▶ GIVEN DATA:
____

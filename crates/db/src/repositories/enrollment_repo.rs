//! Repository for the `enrollments` table.

use registra_core::types::DbId;
use sqlx::{PgConnection, PgPool};

use crate::models::enrollment::Enrollment;

const COLUMNS: &str = "id, student_id, course_id, school_year, semester, enrollment_code, \
    status, remarks, total_fee, created_at, updated_at";

/// Provides operations for enrollment applications.
pub struct EnrollmentRepo;

impl EnrollmentRepo {
    /// Insert a new enrollment application with a pre-generated code.
    #[allow(clippy::too_many_arguments)]
    pub async fn create(
        pool: &PgPool,
        student_id: DbId,
        course_id: DbId,
        school_year: i32,
        semester: i16,
        enrollment_code: &str,
        total_fee: i64,
    ) -> Result<Enrollment, sqlx::Error> {
        let query = format!(
            "INSERT INTO enrollments
                (student_id, course_id, school_year, semester, enrollment_code, total_fee)
             VALUES ($1, $2, $3, $4, $5, $6)
             RETURNING {COLUMNS}"
        );
        sqlx::query_as::<_, Enrollment>(&query)
            .bind(student_id)
            .bind(course_id)
            .bind(school_year)
            .bind(semester)
            .bind(enrollment_code)
            .bind(total_fee)
            .fetch_one(pool)
            .await
    }

    /// Find an enrollment by primary key.
    pub async fn find_by_id(pool: &PgPool, id: DbId) -> Result<Option<Enrollment>, sqlx::Error> {
        let query = format!("SELECT {COLUMNS} FROM enrollments WHERE id = $1");
        sqlx::query_as::<_, Enrollment>(&query)
            .bind(id)
            .fetch_optional(pool)
            .await
    }

    /// List enrollments, optionally filtered by student, newest first.
    pub async fn list(
        pool: &PgPool,
        student_id: Option<DbId>,
    ) -> Result<Vec<Enrollment>, sqlx::Error> {
        let query = format!(
            "SELECT {COLUMNS} FROM enrollments
             WHERE ($1::bigint IS NULL OR student_id = $1)
             ORDER BY created_at DESC"
        );
        sqlx::query_as::<_, Enrollment>(&query)
            .bind(student_id)
            .fetch_all(pool)
            .await
    }

    /// All enrollment codes issued for a school year, for the uniqueness
    /// check during code generation.
    pub async fn list_codes_for_year(
        pool: &PgPool,
        school_year: i32,
    ) -> Result<Vec<String>, sqlx::Error> {
        let rows: Vec<(String,)> =
            sqlx::query_as("SELECT enrollment_code FROM enrollments WHERE school_year = $1")
                .bind(school_year)
                .fetch_all(pool)
                .await?;
        Ok(rows.into_iter().map(|(code,)| code).collect())
    }

    /// Lock an enrollment row for the duration of a decision transaction.
    ///
    /// `FOR UPDATE` serializes concurrent decisions on the same enrollment.
    pub async fn find_by_id_for_update(
        conn: &mut PgConnection,
        id: DbId,
    ) -> Result<Option<Enrollment>, sqlx::Error> {
        let query = format!("SELECT {COLUMNS} FROM enrollments WHERE id = $1 FOR UPDATE");
        sqlx::query_as::<_, Enrollment>(&query)
            .bind(id)
            .fetch_optional(conn)
            .await
    }

    /// Write the recomputed aggregate status inside a decision transaction.
    pub async fn update_status(
        conn: &mut PgConnection,
        id: DbId,
        status: &str,
        remarks: Option<&str>,
    ) -> Result<(), sqlx::Error> {
        sqlx::query(
            "UPDATE enrollments SET
                status = $2,
                remarks = COALESCE($3, remarks),
                updated_at = now()
             WHERE id = $1",
        )
        .bind(id)
        .bind(status)
        .bind(remarks)
        .execute(conn)
        .await?;
        Ok(())
    }
}
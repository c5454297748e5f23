//! Sequential approval workflows.
//!
//! Three request types share one shape: an authorization gate that decides
//! whether the acting role may record a decision given the request's current
//! state, and a transition that computes the next state plus any side effect
//! to apply. All three policies implement [`WorkflowPolicy`] so handlers never
//! compare role strings directly.
//!
//! The policies are pure. The transactional application of a transition
//! (writing the decision, the new status, and the side effect atomically)
//! lives in the API crate's `workflow` module.

pub mod course_shift;
pub mod enrollment;
pub mod subject_change;

pub use course_shift::CourseShiftPolicy;
pub use enrollment::EnrollmentPolicy;
pub use subject_change::SubjectChangePolicy;

/// A decision recorded by an acting role.
#[derive(Debug, Clone, Copy, PartialEq, Eq)]
pub enum Decision {
    Approved,
    Rejected,
}

impl Decision {
    /// Parse a decision from its wire/database representation.
    pub fn parse(value: &str) -> Result<Self, WorkflowError> {
        match value {
            "approved" => Ok(Decision::Approved),
            "rejected" => Ok(Decision::Rejected),
            other => Err(WorkflowError::InvalidDecision(other.to_string())),
        }
    }

    pub fn as_str(self) -> &'static str {
        match self {
            Decision::Approved => "approved",
            Decision::Rejected => "rejected",
        }
    }
}

/// Errors produced by the authorization gate and state machine.
#[derive(Debug, Clone, PartialEq, Eq, thiserror::Error)]
pub enum WorkflowError {
    /// The acting role may not decide at the request's current stage.
    #[error("Role '{role}' is not authorized or prerequisites are not met")]
    NotAuthorized { role: String },

    /// The request is already in a terminal state.
    #[error("Request has already been processed")]
    AlreadyProcessed,

    /// The decision value is not one of `approved` | `rejected`.
    #[error("Invalid decision '{0}'. Must be one of: approved, rejected")]
    InvalidDecision(String),
}

/// Result of a successful [`WorkflowPolicy::transition`]: the state the
/// request moves to, and the side effect (if any) that must be applied in the
/// same transaction as the status write.
#[derive(Debug, Clone, PartialEq, Eq)]
pub struct Transition<S, E> {
    pub next: S,
    pub effect: Option<E>,
}

/// Common interface for the three approval workflows.
pub trait WorkflowPolicy {
    /// Snapshot of the request's workflow-relevant state.
    type State;
    /// Side effect directive emitted on terminal approval.
    type Effect;

    /// Check whether `actor_role` may record a decision right now.
    ///
    /// On failure nothing may be written; callers surface the error as
    /// "not authorized or prerequisites not met", not as a generic error.
    fn authorize(&self, actor_role: &str, state: &Self::State) -> Result<(), WorkflowError>;

    /// Compute the state the request moves to when `actor_role` records
    /// `decision`. Includes the authorization check.
    fn transition(
        &self,
        actor_role: &str,
        state: &Self::State,
        decision: Decision,
    ) -> Result<Transition<Self::State, Self::Effect>, WorkflowError>;
}
//! Domain logic for the Registra enrollment platform.
//!
//! Everything in this crate is pure: the approval workflows, status
//! projection, and enrollment-code generation take snapshots in and return
//! values out. Persistence and HTTP live in `registra-db` and `registra-api`.

pub mod enrollment_code;
pub mod error;
pub mod roles;
pub mod types;
pub mod workflow;
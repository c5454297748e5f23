//! HTTP request handlers, one module per resource.

pub mod auth;
pub mod course_shifts;
pub mod courses;
pub mod enrollments;
pub mod instructors;
pub mod payments;
pub mod programs;
pub mod sections;
pub mod students;
pub mod subject_changes;
pub mod subjects;
pub mod users;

____

▶ EXERCISE PROMPT:
Output each entry once again, exactly as shown above.

▶ TASK RESPONSE:
filename crates/db/src/repositories/enrollment_repo.rs
//! Repository for the `enrollments` table.

use registra_core::types::DbId;
use sqlx::{PgConnection, PgPool};

use crate::models::enrollment::Enrollment;

const COLUMNS: &str = "id, student_id, course_id, school_year, semester, enrollment_code, \
    status, remarks, total_fee, created_at, updated_at";

/// Provides operations for enrollment applications.
pub struct EnrollmentRepo;

impl EnrollmentRepo {
    /// Insert a new enrollment application with a pre-generated code.
    #[allow(clippy::too_many_arguments)]
    pub async fn create(
        pool: &PgPool,
        student_id: DbId,
        course_id: DbId,
        school_year: i32,
        semester: i16,
        enrollment_code: &str,
        total_fee: i64,
    ) -> Result<Enrollment, sqlx::Error> {
        let query = format!(
            "INSERT INTO enrollments
                (student_id, course_id, school_year, semester, enrollment_code, total_fee)
             VALUES ($1, $2, $3, $4, $5, $6)
             RETURNING {COLUMNS}"
        );
        sqlx::query_as::<_, Enrollment>(&query)
            .bind(student_id)
            .bind(course_id)
            .bind(school_year)
            .bind(semester)
            .bind(enrollment_code)
            .bind(total_fee)
            .fetch_one(pool)
            .await
    }

    /// Find an enrollment by primary key.
    pub async fn find_by_id(pool: &PgPool, id: DbId) -> Result<Option<Enrollment>, sqlx::Error> {
        let query = format!("SELECT {COLUMNS} FROM enrollments WHERE id = $1");
        sqlx::query_as::<_, Enrollment>(&query)
            .bind(id)
            .fetch_optional(pool)
            .await
    }

    /// List enrollments, optionally filtered by student, newest first.
    pub async fn list(
        pool: &PgPool,
        student_id: Option<DbId>,
    ) -> Result<Vec<Enrollment>, sqlx::Error> {
        let query = format!(
            "SELECT {COLUMNS} FROM enrollments
             WHERE ($1::bigint IS NULL OR student_id = $1)
             ORDER BY created_at DESC"
        );
        sqlx::query_as::<_, Enrollment>(&query)
            .bind(student_id)
            .fetch_all(pool)
            .await
    }

    /// All enrollment codes issued for a school year, for the uniqueness
    /// check during code generation.
    pub async fn list_codes_for_year(
        pool: &PgPool,
        school_year: i32,
    ) -> Result<Vec<String>, sqlx::Error> {
        let rows: Vec<(String,)> =
            sqlx::query_as("SELECT enrollment_code FROM enrollments WHERE school_year = $1")
                .bind(school_year)
                .fetch_all(pool)
                .await?;
        Ok(rows.into_iter().map(|(code,)| code).collect())
    }

    /// Lock an enrollment row for the duration of a decision transaction.
    ///
    /// `FOR UPDATE` serializes concurrent decisions on the same enrollment.
    pub async fn find_by_id_for_update(
        conn: &mut PgConnection,
        id: DbId,
    ) -> Result<Option<Enrollment>, sqlx::Error> {
        let query = format!("SELECT {COLUMNS} FROM enrollments WHERE id = $1 FOR UPDATE");
        sqlx::query_as::<_, Enrollment>(&query)
            .bind(id)
            .fetch_optional(conn)
            .await
    }

    /// Write the recomputed aggregate status inside a decision transaction.
    pub async fn update_status(
        conn: &mut PgConnection,
        id: DbId,
        status: &str,
        remarks: Option<&str>,
    ) -> Result<(), sqlx::Error> {
        sqlx::query(
            "UPDATE enrollments SET
                status = $2,
                remarks = COALESCE($3, remarks),
                updated_at = now()
             WHERE id = $1",
        )
        .bind(id)
        .bind(status)
        .bind(remarks)
        .execute(conn)
        .await?;
        Ok(())
    }
}
repository c5454297748e5f23
//! Sequential approval workflows.
//!
//! Three request types share one shape: an authorization gate that decides
//! whether the acting role may record a decision given the request's current
//! state, and a transition that computes the next state plus any side effect
//! to apply. All three policies implement [`WorkflowPolicy`] so handlers never
//! compare role strings directly.
//!
//! The policies are pure. The transactional application of a transition
//! (writing the decision, the new status, and the side effect atomically)
//! lives in the API crate's `workflow` module.

pub mod course_shift;
pub mod enrollment;
pub mod subject_change;

pub use course_shift::CourseShiftPolicy;
pub use enrollment::EnrollmentPolicy;
pub use subject_change::SubjectChangePolicy;

/// A decision recorded by an acting role.
#[derive(Debug, Clone, Copy, PartialEq, Eq)]
pub enum Decision {
    Approved,
    Rejected,
}

impl Decision {
    /// Parse a decision from its wire/database representation.
    pub fn parse(value: &str) -> Result<Self, WorkflowError> {
        match value {
            "approved" => Ok(Decision::Approved),
            "rejected" => Ok(Decision::Rejected),
            other => Err(WorkflowError::InvalidDecision(other.to_string())),
        }
    }

    pub fn as_str(self) -> &'static str {
        match self {
            Decision::Approved => "approved",
            Decision::Rejected => "rejected",
        }
    }
}

/// Errors produced by the authorization gate and state machine.
#[derive(Debug, Clone, PartialEq, Eq, thiserror::Error)]
pub enum WorkflowError {
    /// The acting role may not decide at the request's current stage.
    #[error("Role '{role}' is not authorized or prerequisites are not met")]
    NotAuthorized { role: String },

    /// The request is already in a terminal state.
    #[error("Request has already been processed")]
    AlreadyProcessed,

    /// The decision value is not one of `approved` | `rejected`.
    #[error("Invalid decision '{0}'. Must be one of: approved, rejected")]
    InvalidDecision(String),
}

/// Result of a successful [`WorkflowPolicy::transition`]: the state the
/// request moves to, and the side effect (if any) that must be applied in the
/// same transaction as the status write.
#[derive(Debug, Clone, PartialEq, Eq)]
pub struct Transition<S, E> {
    pub next: S,
    pub effect: Option<E>,
}

/// Common interface for the three approval workflows.
pub trait WorkflowPolicy {
    /// Snapshot of the request's workflow-relevant state.
    type State;
    /// Side effect directive emitted on terminal approval.
    type Effect;

    /// Check whether `actor_role` may record a decision right now.
    ///
    /// On failure nothing may be written; callers surface the error as
    /// "not authorized or prerequisites not met", not as a generic error.
    fn authorize(&self, actor_role: &str, state: &Self::State) -> Result<(), WorkflowError>;

    /// Compute the state the request moves to when `actor_role` records
    /// `decision`. Includes the authorization check.
    fn transition(
        &self,
        actor_role: &str,
        state: &Self::State,
        decision: Decision,
    ) -> Result<Transition<Self::State, Self::Effect>, WorkflowError>;
}
//! Domain logic for the Registra enrollment platform.
//!
//! Everything in this crate is pure: the approval workflows, status
//! projection, and enrollment-code generation take snapshots in and return
//! values out. Persistence and HTTP live in `registra-db` and `registra-api`.

pub mod enrollment_code;
pub mod error;
pub mod roles;
pub mod types;
pub mod workflow;
repository c5454297748e5f23
//! HTTP request handlers, one module per resource.

pub mod auth;
pub mod course_shifts;
pub mod courses;
pub mod enrollments;
pub mod instructors;
pub mod payments;
pub mod programs;
pub mod sections;
pub mod students;
pub mod subject_changes;
pub mod subjects;
pub mod users;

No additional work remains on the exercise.